第2章:gcloud CLIのセットアップ
2.1 macOSへのインストール
Homebrewを使用する場合、以下のコマンドで一括インストールが可能です。
brew install --cask google-cloud-sdk
インストール後、ターミナルを再起動し、以下で確認します。
gcloud version
2.2 Windowsへのインストール
公式インストーラーを使用します。
- Google Cloud SDK公式ページからWindows版をダウンロード
- インストーラーを実行し、デフォルト設定で進行
- PowerShellまたはコマンドプロンプトで確認
gcloud version
2.3 認証とプロジェクト設定
認証の実行:
gcloud auth login
このコマンドを実行すると、デフォルトブラウザが開き、OAuth 2.0認証フローが開始されます。Googleアカウントでログインし、必要な権限を付与してください。
認証状態の確認:
gcloud auth list
プロジェクトの設定:
作成したプロジェクトをデフォルトに設定します。
gcloud config set project [PROJECT_ID]
プロジェクトIDはCloud Consoleの「プロジェクト設定」ページで確認できます。
設定の確認:
gcloud config get-value project
2.4 必要なAPIの有効化
Compute Engine APIを有効化します。これはVM作成に必須のステップです。
gcloud services enable compute.googleapis.com
第3章:Compute EngineによるVM構築
3.1 VMインスタンスの作成
以下のコマンドでUbuntu 22.04 LTSを搭載したVMインスタンスを作成します。

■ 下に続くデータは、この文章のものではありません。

use grimoire_canonical::spec::{SaveOutcome, SaveType, SavingThrowSpec, SingleSave};
use regex::Regex;
use std::sync::OnceLock;

fn save_pattern() -> &'static Regex {
    static PATTERN: OnceLock<Regex> = OnceLock::new();
    PATTERN.get_or_init(|| {
        Regex::new(
            r"(?i)^(partial \(non-damage\)|partial|negates|neg\.?|1/2|½|half|full effect|special)(?:\s+vs\.?\s+([a-z/ ]+?))?(?:\s+at\s+([+-]\d+))?$",
        )
        .expect("invalid regex")
    })
}

fn conjunction_pattern() -> &'static Regex {
    static PATTERN: OnceLock<Regex> = OnceLock::new();
    PATTERN.get_or_init(|| Regex::new(r"(?i)\s+(?:and|or|then)\s+").expect("invalid regex"))
}

fn outcome(word: &str) -> Option<SaveOutcome> {
    let outcome = match word.trim_end_matches('.') {
        "negates" | "neg" => SaveOutcome::NoEffect,
        "1/2" | "½" | "half" => SaveOutcome::ReducedEffect,
        "full effect" => SaveOutcome::FullEffect,
        "partial" => SaveOutcome::PartialDamageOnly,
        "partial (non-damage)" => SaveOutcome::PartialNonDamageOnly,
        "special" => SaveOutcome::Special,
        _ => return None,
    };
    Some(outcome)
}

pub(crate) fn save_type(word: &str) -> Option<SaveType> {
    let save = match word.trim() {
        "paralyzation/poison/death" | "paralyzation" | "poison" | "death" | "death magic" | "ppd" => {
            SaveType::ParalyzationPoisonDeath
        }
        "rod/staff/wand" | "rod" | "staff" | "wand" | "rsw" => SaveType::RodStaffWand,
        "petrification/polymorph" | "petrification" | "polymorph" | "pp" => {
            SaveType::PetrificationPolymorph
        }
        "breath weapon" | "breath" => SaveType::BreathWeapon,
        "spell" | "spells" => SaveType::Spell,
        "special" => SaveType::Special,
        _ => return None,
    };
    Some(save)
}

fn single(segment: &str) -> Option<SingleSave> {
    let lowered = segment.trim().to_lowercase();
    let caps = save_pattern().captures(&lowered)?;
    let on_success = outcome(caps.get(1)?.as_str())?;
    let kind = match caps.get(2) {
        Some(m) => save_type(m.as_str())?,
        None => SaveType::Spell,
    };
    let modifier = match caps.get(3) {
        Some(m) => m.as_str().parse().ok()?,
        None => 0,
    };
    Some(SingleSave {
        modifier,
        ..SingleSave::new(kind, on_success)
    })
}

fn all(segments: &[&str]) -> Option<Vec<SingleSave>> {
    segments.iter().map(|s| single(s)).collect()
}

/// Parses legacy saving-throw text. Anything that does not resolve to
/// standard save categories becomes DM-adjudicated guidance.
pub fn parse_saving_throw(text: &str) -> SavingThrowSpec {
    let collapsed = text.split_whitespace().collect::<Vec<_>>().join(" ");
    let lowered = collapsed.to_lowercase();
    match lowered.as_str() {
        "" => return SavingThrowSpec::dm_adjudicated(text),
        "none" | "no" | "n/a" | "-" => return SavingThrowSpec::none(),
        "special" => return SavingThrowSpec::dm_adjudicated(text),
        _ => {}
    }

    let segments: Vec<&str> = collapsed.split(';').map(str::trim).collect();
    let saves = all(&segments).or_else(|| {
        // "Neg. and 1/2" style compounds, only when no category is named.
        if segments.len() != 1 || lowered.contains(" vs") {
            return None;
        }
        let pieces: Vec<&str> = conjunction_pattern().split(&collapsed).collect();
        if pieces.len() < 2 {
            return None;
        }
        all(&pieces)
    });

    match saves {
        Some(mut saves) if saves.len() == 1 => SavingThrowSpec::single(saves.remove(0)),
        Some(saves) if !saves.is_empty() => SavingThrowSpec::multiple(saves),
        _ => SavingThrowSpec::dm_adjudicated(text),
    }
}

#[cfg(test)]
mod tests {
    use super::*;
    use grimoire_canonical::spec::SavingThrowKind;
    use pretty_assertions::assert_eq;

    #[test]
    fn common_forms() {
        let spec = parse_saving_throw("Neg.");
        assert_eq!(spec.kind, SavingThrowKind::Single);
        assert_eq!(spec.single.unwrap().on_success, SaveOutcome::NoEffect);

        let spec = parse_saving_throw("½");
        assert_eq!(spec.single.unwrap().on_success, SaveOutcome::ReducedEffect);

        assert_eq!(parse_saving_throw("None").kind, SavingThrowKind::None);
    }

    #[test]
    fn category_and_modifier() {
        let save = parse_saving_throw("Negates vs. breath weapon at -2").single.unwrap();
        assert_eq!(save.save_type, SaveType::BreathWeapon);
        assert_eq!(save.modifier, -2);
    }

    #[test]
    fn compound_saves() {
        let spec = parse_saving_throw("Neg. and 1/2");
        assert_eq!(spec.kind, SavingThrowKind::Multiple);
        assert_eq!(spec.multiple.len(), 2);

        let spec = parse_saving_throw("1/2; Negates vs. paralyzation/poison/death");
        assert_eq!(spec.multiple[1].save_type, SaveType::ParalyzationPoisonDeath);
    }

    #[test]
    fn unreadable_text_becomes_guidance() {
        let spec = parse_saving_throw("See below");
        assert!(spec.is_special());
        assert_eq!(spec.dm_guidance.as_deref(), Some("See below"));

        let spec = parse_saving_throw("Negates vs. dragons");
        assert_eq!(spec.kind, SavingThrowKind::DmAdjudicated);
    }

    #[test]
    fn display_reads_back() {
        for text in ["Negates", "1/2 vs. rod/staff/wand at +1", "Partial (non-damage); Negates", "None"] {
            let spec = parse_saving_throw(text);
            assert_eq!(parse_saving_throw(&spec.to_string()), spec, "{}", text);
        }
    }
}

gcloud compute instances create dify-vm \
--zone=asia-northeast1-a \
--machine-type=e2-standard-4 \
--image-family=ubuntu-2204-lts \
--image-project=ubuntu-os-cloud \
--boot-disk-size=50GB
パラメータの解説:
--zone: 東京リージョン(asia-northeast1-a)を指定--machine-type: 4vCPU、16GBメモリの構成(Difyの推奨スペック)--image-family: Ubuntu 22.04 LTSの最新イメージを自動選択--boot-disk-size: ブートディスクサイズを50GBに設定
3.2 SSH接続の確立
gcloud compute ssh dify-vm --zone=asia-northeast1-a
接続が成功すると、プロンプトが以下のように変化します。
username@dify-vm:~$
この状態では、すべてのコマンドがリモートVMインスタンス上で実行されます。
第4章:Docker環境の構築
4.1 システムの更新
まず、パッケージリストとインストール済みパッケージを最新化します。
sudo apt update
sudo apt upgrade -y
4.2 Dockerのインストール
Dockerエンジンのインストール:
sudo apt install -y docker.io
インストールの確認:
docker --version
4.3 Docker Compose Pluginのセットアップ
Ubuntu標準リポジトリからインストールしたdocker.ioには、Docker Compose Pluginが含まれていません。Docker公式リポジトリから取得する必要があります。
前提パッケージのインストール:
sudo apt update
sudo apt install -y ca-certificates curl gnupg
Docker公式GPGキーの追加:
sudo install -m 0755 -d /etc/apt/keyrings
curl -fsSL https://download.docker.com/linux/ubuntu/gpg | sudo gpg --dearmor -o /etc/apt/keyrings/docker.gpg
sudo chmod a+r /etc/apt/keyrings/docker.gpg
Docker公式リポジトリの登録:
echo \
"deb [arch=$(dpkg --print-architecture) signed-by=/etc/apt/keyrings/docker.gpg] \
https://download.docker.com/linux/ubuntu \
$(lsb_release -cs) stable" | \
sudo tee /etc/apt/sources.list.d/docker.list > /dev/null
パッケージリストの更新:
sudo apt update
Docker Compose Pluginのインストール:
sudo apt install -y docker-compose-plugin
バージョン確認:
docker compose version
4.4 ユーザー権限の設定
sudoなしでDockerコマンドを実行できるよう、現在のユーザーをdockerグループに追加します。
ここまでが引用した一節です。